America’s history is not without its share of shocking events at the nation’s capital.

The bugging of the Democratic National Headquarters inside the Watergate hotel in 1972, eventually resulting in the resignation of the late President Richard Nixon, comes to mind. So does the impeachment of former President Bill Clinton in 1998 for his involvement with 22-year-old intern Monica Lewinsky.

The burning of Washington in August 1814 can only be recalled from hand-drawn images, but written accounts of the 26-hour British occupation include terrifying reports of President James Madison, military officials and his government fleeing the city and fearing for their lives.

The events on Wednesday, Jan. 6, will be catalogued in American history as another “shocking” event, though less spectacular than the invasion by a foreign nation resulting in the complete destruction of the Capitol building and other landmarks.

Televised images of protestors breaking windows, invading the Capitol rotunda, marauding through congressional offices and committing acts of vandalism document the chaos that disrupted the historically routine process of affirming the election of our next president.

Every American, regardless of creed, color or conviction shares the sadness and embarrassment of this event.
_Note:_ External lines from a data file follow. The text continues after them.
#[cfg(test)]
mod tests {
    use super::*;
    use async_trait::async_trait;
    use std::sync::Mutex as StdMutex;

    /// In-process transport: outbound frames are answered by `respond`.
    struct LoopbackTransport {
        inbound: StdMutex<Option<mpsc::Sender<Frame>>>,
        sent: StdMutex<Vec<Frame>>,
        respond: fn(&Frame) -> Vec<Frame>,
    }

    impl LoopbackTransport {
        fn new(respond: fn(&Frame) -> Vec<Frame>) -> Arc<Self> {
            Arc::new(Self {
                inbound: StdMutex::new(None),
                sent: StdMutex::new(Vec::new()),
                respond,
            })
        }

        async fn inject(&self, frame: Frame) {
            let tx = self.inbound.lock().unwrap().clone().unwrap();
            tx.send(frame).await.unwrap();
        }

        fn hang_up(&self) {
            self.inbound.lock().unwrap().take();
        }

        fn sent(&self) -> Vec<Frame> {
            self.sent.lock().unwrap().clone()
        }
    }

    #[async_trait]
    impl Transport for LoopbackTransport {
        fn kind(&self) -> &'static str {
            "loopback"
        }
        async fn open(&self) -> Result<mpsc::Receiver<Frame>, TransportError> {
            let (tx, rx) = mpsc::channel(16);
            *self.inbound.lock().unwrap() = Some(tx);
            Ok(rx)
        }
        async fn send(&self, frame: Frame) -> Result<(), TransportError> {
            self.sent.lock().unwrap().push(frame.clone());
            let replies = (self.respond)(&frame);
            let tx = self.inbound.lock().unwrap().clone();
            if let Some(tx) = tx {
                for reply in replies {
                    let _ = tx.send(reply).await;
                }
            }
            Ok(())
        }
        async fn close(&self) {
            self.hang_up();
        }
    }

    fn clock_server(frame: &Frame) -> Vec<Frame> {
        let Frame::Request { id, method, .. } = frame else {
            return vec![];
        };
        let result = match method.as_str() {
            "initialize" => json!({
                "protocolVersion": "2025-03-26",
                "serverInfo": {"name": "clock", "version": "1.0"},
                "capabilities": {"tools": {}}
            }),
            "tools/list" => json!({"tools": [{"name": "now", "description": "time"}]}),
            "tools/call" => json!({"content": [{"type": "text", "text": "2024-01-01T00:00:00Z"}]}),
            _ => return vec![Frame::error(id.clone(), METHOD_NOT_FOUND, "nope")],
        };
        vec![Frame::result(id.clone(), result)]
    }

    fn silent(_: &Frame) -> Vec<Frame> {
        vec![]
    }

    #[tokio::test]
    async fn handshake_sends_initialized() {
        let transport = LoopbackTransport::new(clock_server);
        let (client, _notices) =
            RpcClient::connect("clock", transport.clone(), Duration::from_secs(5))
                .await
                .unwrap();

        let info = client.initialize().await.unwrap();
        assert_eq!(info.name, "clock");
        assert_eq!(info.protocol_version, PROTOCOL_VERSION);

        let sent = transport.sent();
        assert_eq!(sent[0].method(), Some("initialize"));
        assert_eq!(sent[1].method(), Some("notifications/initialized"));
        assert!(matches!(sent[1], Frame::Notification { .. }));
    }

    #[tokio::test]
    async fn ids_increase_monotonically() {
        let transport = LoopbackTransport::new(clock_server);
        let (client, _n) = RpcClient::connect("clock", transport.clone(), Duration::from_secs(5))
            .await
            .unwrap();
        client.list_tools().await.unwrap();
        client.call_tool("now", Value::Null, None).await.unwrap();

        let ids: Vec<u64> = transport
            .sent()
            .iter()
            .filter_map(|f| match f {
                Frame::Request { id, .. } => numeric_id(id),
                _ => None,
            })
            .collect();
        assert_eq!(ids, [1, 2]);
    }

    #[tokio::test]
    async fn list_tools_defaults_missing_schema() {
        let transport = LoopbackTransport::new(clock_server);
        let (client, _n) = RpcClient::connect("clock", transport, Duration::from_secs(5))
            .await
            .unwrap();
        let tools = client.list_tools().await.unwrap();
        assert_eq!(tools.len(), 1);
        assert_eq!(tools[0].input_schema["type"], "object");
    }

    #[tokio::test]
    async fn rpc_errors_surface() {
        let transport = LoopbackTransport::new(clock_server);
        let (client, _n) = RpcClient::connect("clock", transport, Duration::from_secs(5))
            .await
            .unwrap();
        let err = client.request("resources/list", json!({})).await.unwrap_err();
        assert!(matches!(err, TransportError::Rpc { code: METHOD_NOT_FOUND, .. }));
    }

    #[tokio::test]
    async fn timeout_retires_request() {
        let transport = LoopbackTransport::new(silent);
        let (client, _n) = RpcClient::connect("mute", transport, Duration::from_millis(50))
            .await
            .unwrap();
        let err = client.request("tools/list", json!({})).await.unwrap_err();
        assert!(matches!(err, TransportError::Timeout { timeout_ms: 50, .. }));
        assert!(client.pending.lock().await.is_empty());
    }

    #[tokio::test]
    async fn close_fails_pending_requests() {
        let transport = LoopbackTransport::new(silent);
        let (client, mut notices) =
            RpcClient::connect("mute", transport.clone(), Duration::from_secs(30))
                .await
                .unwrap();

        let waiter = {
            let client = Arc::clone(&client);
            tokio::spawn(async move { client.request("tools/list", json!({})).await })
        };
        tokio::time::sleep(Duration::from_millis(20)).await;
        transport.hang_up();

        let err = waiter.await.unwrap().unwrap_err();
        assert!(matches!(err, TransportError::Closed { .. }));
        assert_eq!(notices.recv().await, Some(ServerNotice::Closed));
        assert!(client.is_closed());
    }

    #[tokio::test]
    async fn requests_racing_a_hang_up_fail_fast() {
        let transport = LoopbackTransport::new(silent);
        let (client, _n) = RpcClient::connect("mute", transport.clone(), Duration::from_secs(30))
            .await
            .unwrap();

        let waiters: Vec<_> = (0..32)
            .map(|_| {
                let client = Arc::clone(&client);
                tokio::spawn(async move { client.request("tools/list", json!({})).await })
            })
            .collect();
        transport.hang_up();

        for waiter in waiters {
            let result = tokio::time::timeout(Duration::from_secs(2), waiter)
                .await
                .expect("request waited past the hang-up")
                .unwrap();
            assert!(matches!(result, Err(TransportError::Closed { .. })));
        }
        assert!(client.pending.lock().await.is_empty());
    }

    #[tokio::test]
    async fn answers_server_ping_and_rejects_unknown() {
        let transport = LoopbackTransport::new(silent);
        let (_client, _n) = RpcClient::connect("srv", transport.clone(), Duration::from_secs(5))
            .await
            .unwrap();

        transport
            .inject(Frame::Request {
                id: json!("s1"),
                method: "ping".into(),
                params: Value::Null,
            })
            .await;
        transport
            .inject(Frame::Request {
                id: json!("s2"),
                method: "sampling/createMessage".into(),
                params: Value::Null,
            })
            .await;
        tokio::time::sleep(Duration::from_millis(20)).await;

        let sent = transport.sent();
        assert_eq!(sent[0], Frame::result(json!("s1"), json!({})));
        assert!(matches!(
            &sent[1],
            Frame::Response { result: Err(e), .. } if e.code == METHOD_NOT_FOUND
        ));
    }

    #[tokio::test]
    async fn tools_changed_notice() {
        let transport = LoopbackTransport::new(silent);
        let (_client, mut notices) =
            RpcClient::connect("srv", transport.clone(), Duration::from_secs(5))
                .await
                .unwrap();
        transport
            .inject(Frame::notification("notifications/tools/list_changed", Value::Null))
            .await;
        assert_eq!(notices.recv().await, Some(ServerNotice::ToolsChanged));
    }
}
On the world stage our nation is being ridiculed by our enemies and questioned by our allies.

We have no doubt that legislators at the state and federal levels will seek a full investigation of our election process. Several in the Arizona Legislature have already prepared bills to change the policies and structure of elections in the state, capitalizing on the fever of alleged fraud to implement revisions aimed at further verifying the legitimacy of the process.

We also have little doubt that these initiatives will make little difference.

Preventing future mayhem when America conducts an election will require a recognition by our political leaders — incumbents and candidates — that sowing the seeds of discontent serves only one purpose. That purpose was demonstrated at the Capitol building on Wednesday.

Our journey to this event has had numerous warning signs. Campaigning that focuses on attack ads denigrating the character of candidates has the predictable consequence of eroding the trust electors put in those who hold office. Promoting an unproven belief that our election process is “rigged” has the predictable consequences of infuriating followers and weakening the integrity of a system that has proven successful for more than two centuries.

The onus to restore confidence in those whom we elect and the process by which we elect them falls squarely on politicians. Citizens will continue to have the responsibility of ferreting the character and qualifications of those who seek to lead.

To avoid future dark days comparable to what happened on Wednesday, those elected to serve the public interest must recognize their responsibility to uphold the confidence of citizens in the election process.

Failure to do so will destroy us.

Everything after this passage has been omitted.